As always, you are welcome to make remarks in the comment section.

Not Working, by PurpleCar

Comments on this entry are closed.

  • Paisano® 19 May 2011, 4:41 pm

     Good for you my friend. I understand totally. I’ve thought of the same things many times but alas I am beholden to this river of social sloth. I will hate to see you go…always enjoyed seeing your tweets and blog posts but I know you need to follow your bliss. Remember to enjoy the journey….for only then can we truly arrive.

    • PurpleCar 19 May 2011, 7:33 pm

      As always, Pai, you are a good friend. I appreciate all your support. And the most “me” I have ever been online was during the Seesmic days, so I’m glad you were there for that. Come back and say hi. I will be concentrating on this blog and my books. And promise to kick my ass if you see me spending too much time on the River banks.

  • Mark Dykeman 19 May 2011, 5:55 pm

     My initial thought on the newsletter format is “this is beautiful!”  The content is way outside of the echo chamber and this is a good thing.  I expect you’ll find a lot of nay-sayers but that is probably a good indication that what you’ve written about the future of this space is accurate.

    What you’ve written about your inner nature is a bit of a surprise but I can certainly relate to it.  I don’t write about my work and rarely write about personal matters… we all have our reasons, right?  In my case, though, I’ve been able to find more like-minded people online than in person – I live in a small town.

    Hope this new resolution works for you!

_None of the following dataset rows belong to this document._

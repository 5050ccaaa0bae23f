pub mod debug_messenger;
pub mod device;
pub mod instance;
pub mod mem_allocator;
pub mod memory_type;
pub mod physical_device;
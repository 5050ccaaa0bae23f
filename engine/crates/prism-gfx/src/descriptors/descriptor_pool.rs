use std::rc::Rc;

use ash::vk;

use crate::error::{GfxResult, VkResultExt};
use crate::foundation::debug_messenger::DebugType;
use crate::foundation::device::GfxDevice;

/// 描述符池
///
/// 每帧分配、每帧整体 reset，不单独释放 descriptor set
pub struct GfxDescriptorPool {
    handle: vk::DescriptorPool,
    max_sets: u32,

    device: Rc<GfxDevice>,
}
impl Drop for GfxDescriptorPool {
    fn drop(&mut self) {
        unsafe {
            log::debug!("Destroying GfxDescriptorPool");
            self.device.destroy_descriptor_pool(self.handle, None);
        }
    }
}

// new & init
impl GfxDescriptorPool {
    pub fn new(
        device: Rc<GfxDevice>,
        max_sets: u32,
        pool_sizes: &[vk::DescriptorPoolSize],
        debug_name: &str,
    ) -> GfxResult<Self> {
        let create_info = vk::DescriptorPoolCreateInfo::default().max_sets(max_sets).pool_sizes(pool_sizes);
        let handle = unsafe { device.create_descriptor_pool(&create_info, None) }.vk_err("vkCreateDescriptorPool")?;
        let pool = Self {
            handle,
            max_sets,
            device,
        };
        pool.device.set_debug_name(&pool, debug_name);
        Ok(pool)
    }

    /// 只包含 combined image sampler 的池，每个 set 一个
    #[inline]
    pub fn new_texture_pool(device: Rc<GfxDevice>, max_sets: u32, debug_name: &str) -> GfxResult<Self> {
        let pool_size = vk::DescriptorPoolSize {
            ty: vk::DescriptorType::COMBINED_IMAGE_SAMPLER,
            descriptor_count: max_sets,
        };
        Self::new(device, max_sets, std::slice::from_ref(&pool_size), debug_name)
    }
}

// getters
impl GfxDescriptorPool {
    #[inline]
    pub fn handle(&self) -> vk::DescriptorPool {
        self.handle
    }

    #[inline]
    pub fn max_sets(&self) -> u32 {
        self.max_sets
    }
}

// tools
impl GfxDescriptorPool {
    /// 所有从该池分配的 set 都会失效，调用前必须确保 GPU 不再使用它们
    pub fn reset(&self) -> GfxResult<()> {
        unsafe { self.device.reset_descriptor_pool(self.handle, vk::DescriptorPoolResetFlags::empty()) }
            .vk_err("vkResetDescriptorPool")
    }

    pub fn allocate(&self, layout: vk::DescriptorSetLayout) -> GfxResult<vk::DescriptorSet> {
        let alloc_info = vk::DescriptorSetAllocateInfo::default()
            .descriptor_pool(self.handle)
            .set_layouts(std::slice::from_ref(&layout));
        let sets = unsafe { self.device.allocate_descriptor_sets(&alloc_info) }.vk_err("vkAllocateDescriptorSets")?;
        Ok(sets[0])
    }
}

impl DebugType for GfxDescriptorPool {
    fn debug_type_name() -> &'static str {
        "GfxDescriptorPool"
    }

    fn vk_handle(&self) -> impl vk::Handle {
        self.handle
    }
}
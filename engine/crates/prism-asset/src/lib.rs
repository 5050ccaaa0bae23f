//! 资源上传管线
//!
//! 资源以显式的有序列表注册到 [`AssetBundle`]，按注册顺序 load、逆序 unload；
//! 整个 bundle 加载成功之后，资源的 GPU 绑定信息才会发布到 [`AssetCatalog`] 中供 renderer 使用。

pub mod asset;
pub mod bundle;
pub mod catalog;
pub mod context;
pub mod error;
pub mod font;
pub mod model;
pub mod shader;
pub mod texture;
pub mod upload;

pub use asset::Asset;
pub use bundle::AssetBundle;
pub use catalog::{AssetCatalog, CatalogEntry, FontId, ModelId, ShaderId, TextureId};
pub use context::{GpuUploadContext, RenderCaps};
pub use error::AssetError;

/// 真实 GPU 环境下使用的 bundle
pub type GpuAssetBundle = AssetBundle<GpuUploadContext>;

    • PurpleCar 19 May 2011, 7:30 pm

      Thanks, Mark. Not sure to what you are referring: Is the future of the space newsletters or is the future of social media moving away from independents? I think probably both.

      I have become quite adept at seeming open. I’m not, really. People just think I am because I can draw them out. Also, I do let out an opinion or two about things, just not personal, important things.

      As for your small town, I get it, grew up in one myself. I run into the strange reactions about my online life here in the populated burbs, too. Apologism and secrecy never work. They can take me or leave me. And some do leave me alone. It hurts, but people can surprise you. You never know from where allies can spring. I am hoping, online, to find a few of my own.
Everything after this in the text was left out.